I have noticed a recurring problem among merchants who have contacted me to help them increase their website sales. The problem is related to them communicating a clear, relevant and powerful value proposition to their prospective customers on their websites.

In most cases, these merchants communicated an exceptional elevator pitch over the phone, when I asked them why a customer would buy from their web store. Their word usage proved that they had carefully considered each customer benefit their product or service provided, and how it gained them a competitive edge. Yet, while reviewing each client's website I couldn't locate a value proposition, nor find any clear benefit statements like the ones eloquently spoken over the phone. It became apparent to me that web store owners and marketers are struggling to apply what they know and communicate effectively offline into an online equivalent on their websites.

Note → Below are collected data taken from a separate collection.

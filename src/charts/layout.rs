//! Parallel Coordinates Layout
//! Turns a record set into renderer-independent geometry: one scale per
//! dimension, one polyline per record, axes with ticks, and legend entries.
//!
//! Coordinates are in chart pixels: x grows to the right, y grows downward
//! and `0` is the top of the plotting area (margins excluded).

use super::scale::{LinearScale, PointScale};
use crate::data::{BankRecord, DataProcessor, Dimension, Outcome, Rgb};
use crate::stats::StatsCalculator;
use serde::{Deserialize, Serialize};

/// Space around the plotting area.
#[derive(Debug, Clone, Copy, PartialEq, Serialize, Deserialize)]
pub struct Margin {
    pub top: f64,
    pub right: f64,
    pub bottom: f64,
    pub left: f64,
}

/// Chart geometry settings.
#[derive(Debug, Clone, Copy, PartialEq, Serialize, Deserialize)]
#[serde(default)]
pub struct ChartConfig {
    pub width: f64,
    pub height: f64,
    pub margin: Margin,
    /// Outer padding of the axis positions, in steps.
    pub axis_padding: f64,
    /// Approximate tick count per axis.
    pub ticks: usize,
}

impl Default for ChartConfig {
    fn default() -> Self {
        Self {
            width: 1000.0,
            height: 450.0,
            margin: Margin {
                top: 50.0,
                right: 80.0,
                bottom: 30.0,
                left: 50.0,
            },
            axis_padding: 0.4,
            ticks: 8,
        }
    }
}

impl ChartConfig {
    /// Full drawing size including margins.
    pub fn outer_size(&self) -> (u32, u32) {
        (
            (self.width + self.margin.left + self.margin.right).round() as u32,
            (self.height + self.margin.top + self.margin.bottom).round() as u32,
        )
    }
}

/// One record's polyline.
#[derive(Debug, Clone, PartialEq)]
pub struct ChartLine {
    pub index: usize,
    pub color: Rgb,
    /// One vertex per dimension, left to right.
    pub points: Vec<(f64, f64)>,
}

#[derive(Debug, Clone, PartialEq)]
pub struct Tick {
    pub y: f64,
    pub text: String,
}

#[derive(Debug, Clone, PartialEq)]
pub struct AxisGeometry {
    pub dimension: Dimension,
    pub label: &'static str,
    pub x: f64,
    pub ticks: Vec<Tick>,
}

#[derive(Debug, Clone, PartialEq)]
pub struct LegendEntry {
    pub color: Rgb,
    pub label: &'static str,
    pub x: f64,
    pub y: f64,
}

/// Everything needed to draw one parallel-coordinates chart.
#[derive(Debug, Clone, PartialEq)]
pub struct ParallelChart {
    pub config: ChartConfig,
    pub scales: Vec<(Dimension, LinearScale)>,
    pub lines: Vec<ChartLine>,
    pub axes: Vec<AxisGeometry>,
    pub legend: Vec<LegendEntry>,
}

/// Legend offset from the top-right corner of the plotting area.
const LEGEND_INSET: f64 = 40.0;
const LEGEND_ROW: f64 = 20.0;

impl ParallelChart {
    /// Build the chart for the given records. Scales are derived from these
    /// records only.
    pub fn build(records: &[BankRecord], config: &ChartConfig) -> Self {
        let scales: Vec<(Dimension, LinearScale)> = Dimension::ALL
            .iter()
            .map(|&dimension| {
                let domain = StatsCalculator::extent(records.iter().map(|r| r.value(dimension)))
                    .unwrap_or((0.0, 0.0));
                (
                    dimension,
                    LinearScale::new(domain, (config.height, 0.0)),
                )
            })
            .collect();

        let x = PointScale::new(Dimension::ALL.len(), (0.0, config.width), config.axis_padding);

        let points = DataProcessor::stack_to_long(records);
        let lines = DataProcessor::group_by_record(&points)
            .into_iter()
            .map(|(index, group)| ChartLine {
                index,
                color: records[index].color,
                points: group
                    .iter()
                    .map(|p| {
                        let ordinal = p.dimension.ordinal();
                        (x.position(ordinal), scales[ordinal].1.map(p.value))
                    })
                    .collect(),
            })
            .collect();

        let axes = scales
            .iter()
            .map(|&(dimension, scale)| AxisGeometry {
                dimension,
                label: dimension.label(),
                x: x.position(dimension.ordinal()),
                ticks: scale
                    .ticks(config.ticks)
                    .into_iter()
                    .map(|value| Tick {
                        y: scale.map(value),
                        text: scale.tick_format(value, config.ticks),
                    })
                    .collect(),
            })
            .collect();

        let legend = Outcome::ALL
            .iter()
            .enumerate()
            .map(|(row, outcome)| LegendEntry {
                color: outcome.color(),
                label: outcome.label(),
                x: config.width - LEGEND_INSET,
                y: LEGEND_INSET + row as f64 * LEGEND_ROW,
            })
            .collect();

        Self {
            config: *config,
            scales,
            lines,
            axes,
            legend,
        }
    }

    pub fn scale(&self, dimension: Dimension) -> &LinearScale {
        &self.scales[dimension.ordinal()].1
    }

    pub fn is_empty(&self) -> bool {
        self.lines.is_empty()
    }
}

#[cfg(test)]
mod tests {
    use super::*;
    use crate::data::{DataProcessor, JobFilter, ORANGE, STEELBLUE};

    fn records() -> Vec<BankRecord> {
        vec![
            BankRecord::new(25.0, 100.0, 60.0, 1.0, 0.0, -1.0, "admin", "yes"),
            BankRecord::new(45.0, 900.0, 300.0, 3.0, 2.0, 180.0, "blue-collar", "no"),
            BankRecord::new(35.0, 500.0, 120.0, 2.0, 1.0, 90.0, "admin", "no"),
            BankRecord::new(60.0, 2500.0, 600.0, 5.0, 4.0, 300.0, "blue-collar", "yes"),
        ]
    }

    #[test]
    fn test_one_line_per_record_with_six_vertices() {
        let chart = ParallelChart::build(&records(), &ChartConfig::default());
        assert_eq!(chart.lines.len(), 4);
        assert!(chart.lines.iter().all(|l| l.points.len() == 6));
        assert_eq!(chart.lines[0].color, STEELBLUE);
        assert_eq!(chart.lines[1].color, ORANGE);

        let xs: Vec<f64> = chart.lines[0].points.iter().map(|p| p.0).collect();
        assert!(xs.windows(2).all(|w| w[0] < w[1]));
    }

    #[test]
    fn test_extremes_map_to_plot_edges() {
        let config = ChartConfig::default();
        let chart = ParallelChart::build(&records(), &config);

        // Youngest record sits at the bottom of the age axis, oldest at the top
        assert_eq!(chart.lines[0].points[0].1, config.height);
        assert_eq!(chart.lines[3].points[0].1, 0.0);
        assert_eq!(chart.scale(Dimension::Age).domain, (25.0, 60.0));
    }

    #[test]
    fn test_scales_follow_filtered_subset() {
        let all = records();
        let admin = DataProcessor::filter_by_job(&all, &JobFilter::Job("admin".into()));
        let chart = ParallelChart::build(&admin, &ChartConfig::default());

        assert_eq!(chart.lines.len(), 2);
        assert_eq!(chart.scale(Dimension::Balance).domain, (100.0, 500.0));
        assert_eq!(chart.scale(Dimension::Duration).domain, (1.0, 2.0));
    }

    #[test]
    fn test_build_is_idempotent() {
        let data = records();
        let config = ChartConfig::default();
        assert_eq!(
            ParallelChart::build(&data, &config),
            ParallelChart::build(&data, &config)
        );
    }

    #[test]
    fn test_axes_and_legend() {
        let config = ChartConfig::default();
        let chart = ParallelChart::build(&records(), &config);

        assert_eq!(chart.axes.len(), 6);
        assert_eq!(chart.axes[2].label, "Call Duration (min)");
        assert!(chart.axes.iter().all(|a| !a.ticks.is_empty()));
        assert!(chart
            .axes
            .iter()
            .flat_map(|a| a.ticks.iter())
            .all(|t| t.y >= 0.0 && t.y <= config.height));

        assert_eq!(chart.legend.len(), 2);
        assert_eq!(chart.legend[0].label, "Subscribed");
        assert_eq!((chart.legend[0].x, chart.legend[0].y), (960.0, 40.0));
        assert_eq!(chart.legend[1].y, 60.0);
    }

    #[test]
    fn test_empty_view() {
        let chart = ParallelChart::build(&[], &ChartConfig::default());
        assert!(chart.is_empty());
        assert_eq!(chart.axes.len(), 6);
        assert_eq!(ChartConfig::default().outer_size(), (1130, 530));
    }
}
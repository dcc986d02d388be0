//! The [`CellType`] of a grid cell.

/// Static traversability of a cell. Fixed when the grid is built.
#[derive(Copy, Clone, Debug, Default, PartialEq, Eq, Hash)]
#[cfg_attr(feature = "serde", derive(serde::Serialize, serde::Deserialize))]
pub enum CellType {
    #[default]
    Walkable,
    Blocked,
}

impl CellType {
    /// Whether a search may step onto this cell.
    #[inline]
    pub const fn is_walkable(self) -> bool {
        matches!(self, Self::Walkable)
    }

    /// Whether this cell is an obstacle.
    #[inline]
    pub const fn is_blocked(self) -> bool {
        matches!(self, Self::Blocked)
    }
}
use std::fmt;
use std::str::FromStr;

use thiserror::Error;

/// Tunables for a search engine.
#[derive(Debug, Clone, Copy, Default, PartialEq, Eq)]
#[cfg_attr(feature = "serde", derive(serde::Serialize, serde::Deserialize))]
#[cfg_attr(feature = "serde", serde(default))]
pub struct SearchConfig {
    /// Maximum number of node expansions per search. `None` searches until
    /// the goal is found or the frontier is empty.
    pub max_expansions: Option<usize>,
}

impl SearchConfig {
    /// Cap the number of expansions per search (builder).
    pub const fn with_max_expansions(mut self, n: usize) -> Self {
        self.max_expansions = Some(n);
        self
    }
}

/// Which algorithm to run.
#[derive(Debug, Clone, Copy, Default, PartialEq, Eq, Hash)]
#[cfg_attr(feature = "serde", derive(serde::Serialize, serde::Deserialize))]
#[cfg_attr(feature = "serde", serde(rename_all = "kebab-case"))]
pub enum Strategy {
    /// Plain A* over the 4-connected grid.
    #[default]
    AStar,
    /// A* that hops straight to the goal once it is in sight.
    AStarWithSight,
    /// Breadth-first search that hops straight to the goal once it is in sight.
    BfsWithSight,
}

impl Strategy {
    pub const ALL: [Strategy; 3] = [Self::AStar, Self::AStarWithSight, Self::BfsWithSight];

    /// Kebab-case name, as accepted by [`FromStr`].
    pub const fn name(self) -> &'static str {
        match self {
            Self::AStar => "a-star",
            Self::AStarWithSight => "a-star-with-sight",
            Self::BfsWithSight => "bfs-with-sight",
        }
    }

    /// Whether the strategy consults a line-of-sight oracle.
    pub const fn uses_sight(self) -> bool {
        !matches!(self, Self::AStar)
    }
}

impl fmt::Display for Strategy {
    fn fmt(&self, f: &mut fmt::Formatter<'_>) -> fmt::Result {
        f.write_str(self.name())
    }
}

/// Unknown strategy name.
#[derive(Debug, Clone, PartialEq, Eq, Error)]
#[error("unknown strategy {0:?}, expected one of a-star, a-star-with-sight, bfs-with-sight")]
pub struct ParseStrategyError(pub String);

impl FromStr for Strategy {
    type Err = ParseStrategyError;

    fn from_str(s: &str) -> Result<Self, Self::Err> {
        Self::ALL
            .into_iter()
            .find(|st| st.name().eq_ignore_ascii_case(s))
            .ok_or_else(|| ParseStrategyError(s.to_string()))
    }
}

#[cfg(test)]
mod tests {
    use super::*;

    #[test]
    fn default_config_is_unbounded() {
        assert_eq!(SearchConfig::default().max_expansions, None);
        assert_eq!(
            SearchConfig::default().with_max_expansions(10).max_expansions,
            Some(10)
        );
    }

    #[test]
    fn strategy_names_parse_back() {
        for st in Strategy::ALL {
            assert_eq!(st.to_string().parse::<Strategy>(), Ok(st));
        }
        assert_eq!("A-Star".parse::<Strategy>(), Ok(Strategy::AStar));
        assert!("dijkstra".parse::<Strategy>().is_err());
    }
}

#[cfg(all(test, feature = "serde"))]
mod serde_tests {
    use super::*;

    #[test]
    fn config_fields_default_when_missing() {
        let cfg: SearchConfig = serde_json::from_str("{}").unwrap();
        assert_eq!(cfg, SearchConfig::default());
        let cfg: SearchConfig = serde_json::from_str(r#"{"max_expansions":5}"#).unwrap();
        assert_eq!(cfg.max_expansions, Some(5));
    }

    #[test]
    fn strategy_uses_kebab_case() {
        let json = serde_json::to_string(&Strategy::BfsWithSight).unwrap();
        assert_eq!(json, r#""bfs-with-sight""#);
    }
}
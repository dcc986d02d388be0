//! **gridseek-core**: core types for grid path search.
//!
//! This crate provides the static world model shared by every search:
//! cell coordinates ([`Point`]), grid rectangles ([`Range`]), cell
//! traversability ([`CellType`]) and the immutable [`Grid`].

pub mod cell;
pub mod geom;
pub mod grid;

pub use cell::CellType;
pub use geom::{Point, Range};
pub use grid::{Grid, GridError, GridIter};
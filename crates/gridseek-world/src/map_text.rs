//! ASCII maps.
//!
//! `.` is walkable, `#` is blocked. `S` and `G` mark a walkable start and
//! goal. Lines are separated by `'\n'` and must all have the same width;
//! surrounding whitespace of the whole text is ignored.

use std::fmt::Write as _;
use std::str::FromStr;

use gridseek_core::{CellType, Grid, Point};
use gridseek_paths::Path;

use crate::error::MapError;

/// A grid parsed from text, with optional start and goal markers.
#[derive(Debug, Clone, PartialEq, Eq)]
pub struct MapText {
    grid: Grid,
    start: Option<Point>,
    goal: Option<Point>,
}

impl MapText {
    pub fn parse(s: &str) -> Result<Self, MapError> {
        let s = s.trim();
        if s.is_empty() {
            return Err(MapError::Empty);
        }

        let mut cells = Vec::new();
        let mut start = None;
        let mut goal = None;
        let mut width = None;
        let mut height = 0;

        for (y, line) in s.lines().enumerate() {
            let line = line.trim_end_matches('\r');
            let mut x = 0;
            for ch in line.chars() {
                let pos = Point::new(x as i32, y as i32);
                let cell = match ch {
                    '.' => CellType::Walkable,
                    '#' => CellType::Blocked,
                    'S' | 'G' => {
                        let slot = if ch == 'S' { &mut start } else { &mut goal };
                        if slot.replace(pos).is_some() {
                            return Err(MapError::DuplicateMarker { ch, pos });
                        }
                        CellType::Walkable
                    }
                    _ => return Err(MapError::InvalidRune { ch, pos }),
                };
                cells.push(cell);
                x += 1;
            }
            match width {
                None => width = Some(x),
                Some(w) if w != x => {
                    return Err(MapError::InconsistentSize {
                        line: y,
                        expected: w,
                        found: x,
                    });
                }
                Some(_) => {}
            }
            height += 1;
        }

        let width = width.unwrap_or(0) as i32;
        let grid = Grid::from_cells(width, height, cells)?;
        Ok(Self { grid, start, goal })
    }

    #[inline]
    pub fn grid(&self) -> &Grid {
        &self.grid
    }

    #[inline]
    pub fn start(&self) -> Option<Point> {
        self.start
    }

    #[inline]
    pub fn goal(&self) -> Option<Point> {
        self.goal
    }

    pub fn into_grid(self) -> Grid {
        self.grid
    }
}

impl FromStr for MapText {
    type Err = MapError;

    fn from_str(s: &str) -> Result<Self, Self::Err> {
        Self::parse(s)
    }
}

/// Draw `grid` as text, overlaying `path` if given: `S` and `G` for its
/// endpoints and `*` for every waypoint in between.
pub fn render(grid: &Grid, path: Option<&Path>) -> String {
    let mut out = String::with_capacity(grid.len() + grid.height() as usize);
    for (p, cell) in grid.iter() {
        let ch = match path {
            Some(path) if path.start() == Some(p) => 'S',
            Some(path) if path.goal() == Some(p) => 'G',
            Some(path) if path.contains(p) => '*',
            _ if cell.is_blocked() => '#',
            _ => '.',
        };
        out.push(ch);
        if p.x == grid.width() - 1 && p.y < grid.height() - 1 {
            out.push('\n');
        }
    }
    out
}

/// Like [`render`], followed by a one-line summary of the path.
pub fn render_with_summary(grid: &Grid, path: &Path) -> String {
    let mut out = render(grid, Some(path));
    let _ = write!(
        out,
        "\n{} waypoints, cost {}, {} hop(s)",
        path.len(),
        path.cost(),
        path.hops().count()
    );
    out
}
//! Random obstacle placement.

use gridseek_core::{CellType, Grid, Point};
use rand::rngs::StdRng;
use rand::{Rng, RngExt, SeedableRng};

use crate::error::MapError;

/// Parameters for a randomly blocked map.
#[derive(Debug, Clone, Copy, PartialEq, Eq)]
#[cfg_attr(feature = "serde", derive(serde::Serialize, serde::Deserialize))]
#[cfg_attr(feature = "serde", serde(default))]
pub struct MapConfig {
    pub width: i32,
    pub height: i32,
    /// Chance in percent, `0..100`, that any one cell is blocked.
    pub block_probability: u8,
    /// Fixed seed for a reproducible map. `None` draws from the thread RNG.
    pub seed: Option<u64>,
}

impl Default for MapConfig {
    fn default() -> Self {
        Self {
            width: 5,
            height: 5,
            block_probability: 10,
            seed: None,
        }
    }
}

impl MapConfig {
    pub fn validate(&self) -> Result<(), MapError> {
        if self.block_probability >= 100 {
            return Err(MapError::InvalidProbability(self.block_probability));
        }
        Ok(())
    }

    /// Generate a map, seeded if [`seed`](Self::seed) is set.
    pub fn generate(&self) -> Result<Grid, MapError> {
        match self.seed {
            Some(seed) => self.generate_with(&mut StdRng::seed_from_u64(seed)),
            None => self.generate_with(&mut rand::rng()),
        }
    }

    /// Generate a map drawing from `rng`: one draw in `0..100` per cell,
    /// blocked when the draw falls below the block probability.
    pub fn generate_with<R: Rng + ?Sized>(&self, rng: &mut R) -> Result<Grid, MapError> {
        self.validate()?;
        let threshold = self.block_probability;
        let grid = Grid::new(self.width, self.height, |_| {
            if rng.random_range(0..100u8) < threshold {
                CellType::Blocked
            } else {
                CellType::Walkable
            }
        })?;
        log::debug!(
            "generated {}x{} map with {} blocked cells",
            self.width,
            self.height,
            grid.count(CellType::Blocked)
        );
        Ok(grid)
    }
}

/// Pick a uniformly random walkable cell, or `None` if there is none.
pub fn random_walkable<R: Rng + ?Sized>(grid: &Grid, rng: &mut R) -> Option<Point> {
    let walkable = grid.count(CellType::Walkable);
    if walkable == 0 {
        return None;
    }
    let nth = rng.random_range(0..walkable);
    grid.iter()
        .filter(|(_, c)| c.is_walkable())
        .nth(nth)
        .map(|(p, _)| p)
}


#[cfg(all(test, feature = "serde"))]
mod serde_tests {
    use super::*;

    #[test]
    fn partial_config_uses_defaults() {
        let cfg: MapConfig = serde_json::from_str(r#"{"width":40,"seed":3}"#).unwrap();
        assert_eq!(cfg.width, 40);
        assert_eq!(cfg.height, 5);
        assert_eq!(cfg.block_probability, 10);
        assert_eq!(cfg.seed, Some(3));
    }
}
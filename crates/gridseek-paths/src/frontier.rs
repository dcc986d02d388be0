//! The open list: discovered nodes not yet finalized, ordered by rank.

use std::cmp::Ordering;
use std::collections::{BTreeSet, HashSet};

use gridseek_core::Point;

/// Composite ordering key for the frontier: `f`, then `x`, then `y`.
///
/// Two distinct cells never compare equal, so a set keyed by `Rank` never
/// merges entries with identical `f`.
#[derive(Clone, Copy, Debug, PartialEq, Eq, Hash)]
pub struct Rank {
    pub f: i32,
    pub pos: Point,
}

impl Ord for Rank {
    fn cmp(&self, other: &Self) -> Ordering {
        self.f
            .cmp(&other.f)
            .then(self.pos.x.cmp(&other.pos.x))
            .then(self.pos.y.cmp(&other.pos.y))
    }
}

impl PartialOrd for Rank {
    fn partial_cmp(&self, other: &Self) -> Option<Ordering> {
        Some(self.cmp(other))
    }
}

/// Ordered set of candidate cells with coordinate-identity membership.
#[derive(Debug, Default)]
pub struct Frontier {
    ranked: BTreeSet<Rank>,
    members: HashSet<Point>,
}

impl Frontier {
    pub fn new() -> Self {
        Self::default()
    }

    /// Insert `pos` with total cost `f`. Returns `false` and leaves the
    /// frontier unchanged if `pos` is already present, whatever its cost.
    pub fn insert(&mut self, pos: Point, f: i32) -> bool {
        if !self.members.insert(pos) {
            return false;
        }
        self.ranked.insert(Rank { f, pos });
        true
    }

    /// Remove and return the lowest-ranked cell.
    pub fn extract_min(&mut self) -> Option<Rank> {
        let min = self.ranked.pop_first()?;
        self.members.remove(&min.pos);
        Some(min)
    }

    /// The lowest-ranked cell, without removing it.
    pub fn peek_min(&self) -> Option<Rank> {
        self.ranked.first().copied()
    }

    #[inline]
    pub fn contains(&self, pos: Point) -> bool {
        self.members.contains(&pos)
    }

    pub fn clear(&mut self) {
        self.ranked.clear();
        self.members.clear();
    }

    #[inline]
    pub fn len(&self) -> usize {
        self.members.len()
    }

    #[inline]
    pub fn is_empty(&self) -> bool {
        self.members.is_empty()
    }
}
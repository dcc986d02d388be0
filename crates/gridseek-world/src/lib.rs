//! World utilities for gridseek: random and text maps, cell layout and a
//! ray-cast line-of-sight oracle.

pub mod error;
pub mod layout;
pub mod map_text;
pub mod mapgen;
pub mod raycast;

pub use error::MapError;
pub use layout::{CellLayout, WorldPoint};
pub use map_text::{MapText, render, render_with_summary};
pub use mapgen::{MapConfig, random_walkable};
pub use raycast::RayCaster;
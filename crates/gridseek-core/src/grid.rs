//! The [`Grid`] type, an immutable 2D array of [`CellType`]s.
//!
//! A `Grid` is built once and never mutated. Search engines borrow it
//! read-only and keep their transient per-cell state in their own tables,
//! so one grid can back any number of independent searches.

use thiserror::Error;

use crate::cell::CellType;
use crate::geom::{Point, Range, RangeIter};

/// Errors raised while building or querying a [`Grid`].
#[derive(Debug, Clone, PartialEq, Eq, Error)]
pub enum GridError {
    #[error("grid size must be positive, got {width}x{height}")]
    InvalidSize { width: i32, height: i32 },

    #[error("expected {expected} cells for the grid, got {actual}")]
    CellCountMismatch { expected: usize, actual: usize },

    #[error("cell {pos} is outside the grid {bounds}")]
    OutOfBounds { pos: Point, bounds: Range },
}

/// A rectangular grid of walkable and blocked cells.
#[derive(Debug, Clone, PartialEq, Eq)]
#[cfg_attr(
    feature = "serde",
    derive(serde::Serialize, serde::Deserialize),
    serde(try_from = "GridData", into = "GridData")
)]
pub struct Grid {
    cells: Vec<CellType>,
    bounds: Range,
}

impl Grid {
    /// Build a grid, asking `assign` for the type of every cell in
    /// row-major order.
    pub fn new(
        width: i32,
        height: i32,
        mut assign: impl FnMut(Point) -> CellType,
    ) -> Result<Self, GridError> {
        if width <= 0 || height <= 0 {
            return Err(GridError::InvalidSize { width, height });
        }
        let bounds = Range::sized(width, height);
        let cells = bounds.iter().map(&mut assign).collect();
        Ok(Self { cells, bounds })
    }

    /// A grid with every cell walkable.
    pub fn open(width: i32, height: i32) -> Result<Self, GridError> {
        Self::new(width, height, |_| CellType::Walkable)
    }

    /// Build a grid from row-major cell data.
    pub fn from_cells(width: i32, height: i32, cells: Vec<CellType>) -> Result<Self, GridError> {
        if width <= 0 || height <= 0 {
            return Err(GridError::InvalidSize { width, height });
        }
        let bounds = Range::sized(width, height);
        if cells.len() != bounds.len() {
            return Err(GridError::CellCountMismatch {
                expected: bounds.len(),
                actual: cells.len(),
            });
        }
        Ok(Self { cells, bounds })
    }

    /// The bounding range `[0, width) × [0, height)`.
    #[inline]
    pub fn bounds(&self) -> Range {
        self.bounds
    }

    /// Width.
    #[inline]
    pub fn width(&self) -> i32 {
        self.bounds.width()
    }

    /// Height.
    #[inline]
    pub fn height(&self) -> i32 {
        self.bounds.height()
    }

    /// Number of cells.
    #[inline]
    pub fn len(&self) -> usize {
        self.cells.len()
    }

    /// Always `false`: a grid has at least one cell.
    #[inline]
    pub fn is_empty(&self) -> bool {
        self.cells.is_empty()
    }

    /// Whether `p` is inside the grid.
    #[inline]
    pub fn contains(&self, p: Point) -> bool {
        self.bounds.contains(p)
    }

    /// Flat row-major index of `p`, or `None` outside the grid.
    #[inline]
    pub fn index(&self, p: Point) -> Option<usize> {
        if !self.bounds.contains(p) {
            return None;
        }
        Some(p.y as usize * self.width() as usize + p.x as usize)
    }

    /// Inverse of [`index`](Self::index).
    #[inline]
    pub fn point(&self, idx: usize) -> Point {
        let w = self.width() as usize;
        Point::new((idx % w) as i32, (idx / w) as i32)
    }

    /// Type of the cell at `p`.
    pub fn cell(&self, p: Point) -> Result<CellType, GridError> {
        self.index(p)
            .map(|i| self.cells[i])
            .ok_or(GridError::OutOfBounds {
                pos: p,
                bounds: self.bounds,
            })
    }

    /// Whether `p` is inside the grid and walkable.
    #[inline]
    pub fn is_walkable(&self, p: Point) -> bool {
        self.index(p).is_some_and(|i| self.cells[i].is_walkable())
    }

    /// Whether `p` is inside the grid and blocked.
    #[inline]
    pub fn is_blocked(&self, p: Point) -> bool {
        self.index(p).is_some_and(|i| self.cells[i].is_blocked())
    }

    /// Count cells of the given type.
    pub fn count(&self, kind: CellType) -> usize {
        self.cells.iter().filter(|&&c| c == kind).count()
    }

    /// Row-major iterator over `(Point, CellType)` pairs.
    pub fn iter(&self) -> GridIter<'_> {
        GridIter {
            grid: self,
            inner: self.bounds.iter(),
        }
    }
}

/// Serialized form of a [`Grid`]; validated on the way back in.
#[cfg(feature = "serde")]
#[derive(serde::Serialize, serde::Deserialize)]
struct GridData {
    width: i32,
    height: i32,
    cells: Vec<CellType>,
}

#[cfg(feature = "serde")]
impl TryFrom<GridData> for Grid {
    type Error = GridError;

    fn try_from(data: GridData) -> Result<Self, GridError> {
        Grid::from_cells(data.width, data.height, data.cells)
    }
}

#[cfg(feature = "serde")]
impl From<Grid> for GridData {
    fn from(g: Grid) -> Self {
        Self {
            width: g.width(),
            height: g.height(),
            cells: g.cells,
        }
    }
}

/// Iterator over `(Point, CellType)` pairs in a [`Grid`].
pub struct GridIter<'a> {
    grid: &'a Grid,
    inner: RangeIter,
}

impl Iterator for GridIter<'_> {
    type Item = (Point, CellType);

    #[inline]
    fn next(&mut self) -> Option<Self::Item> {
        let p = self.inner.next()?;
        let i = self.grid.index(p)?;
        Some((p, self.grid.cells[i]))
    }

    #[inline]
    fn size_hint(&self) -> (usize, Option<usize>) {
        self.inner.size_hint()
    }
}


#[cfg(all(test, feature = "serde"))]
mod serde_tests {
    use super::*;

    #[test]
    fn grid_json_keeps_cells() {
        let g = Grid::new(3, 2, |p| {
            if p.x == 1 {
                CellType::Blocked
            } else {
                CellType::Walkable
            }
        })
        .unwrap();
        let json = serde_json::to_string(&g).unwrap();
        let back: Grid = serde_json::from_str(&json).unwrap();
        assert_eq!(back, g);
    }

    #[test]
    fn short_cell_list_is_rejected() {
        let json = r#"{"width":2,"height":2,"cells":["Walkable"]}"#;
        assert!(serde_json::from_str::<Grid>(json).is_err());
    }
}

A clearly written, highly relevant, customer-centric and effectively positioned value proposition is a golden compass for every website. A value proposition communicates exactly what a web store provides to its prospective customers, how prospective customers will benefit from buying or working with the merchant and how the merchant differs from other alternatives. In essence, a powerful value proposition gives direction, builds confidence and urges a customer forward into a web store's sales process and ultimately into a purchase.

Many web store owners and marketers are familiar with the basic understanding of a value proposition, especially when the term unique selling proposition or U.S.P. is mentioned. But a value proposition goes well beyond a simple marketing exercise. Depending on how you construct your value proposition, it has the capability to connect with customers as a powerful motivating force. A strong value proposition can influence how customers perceive your web business, improve your credibility and build customer confidence in ordering from your web store.

In the book, "Words That Work", author Dr. Frank Luntz's stated, "It's not what you say, it's what people hear." (Words That Work, page xiii) He further explained,

"You can have the best message in the world, but the person on the receiving end will always understand it through the prism of his or her own emotions, preconceptions, prejudices, and preexisting beliefs."(Words That Work, page xiii)

Creating an effective value proposition is a complex task. You may think your elevator pitch is brilliant. It may read brilliantly in your marketing materials, yet your prospective customers, the people who matter most to your sales success might be scratching their heads and saying "So what? How does it help MY problem?"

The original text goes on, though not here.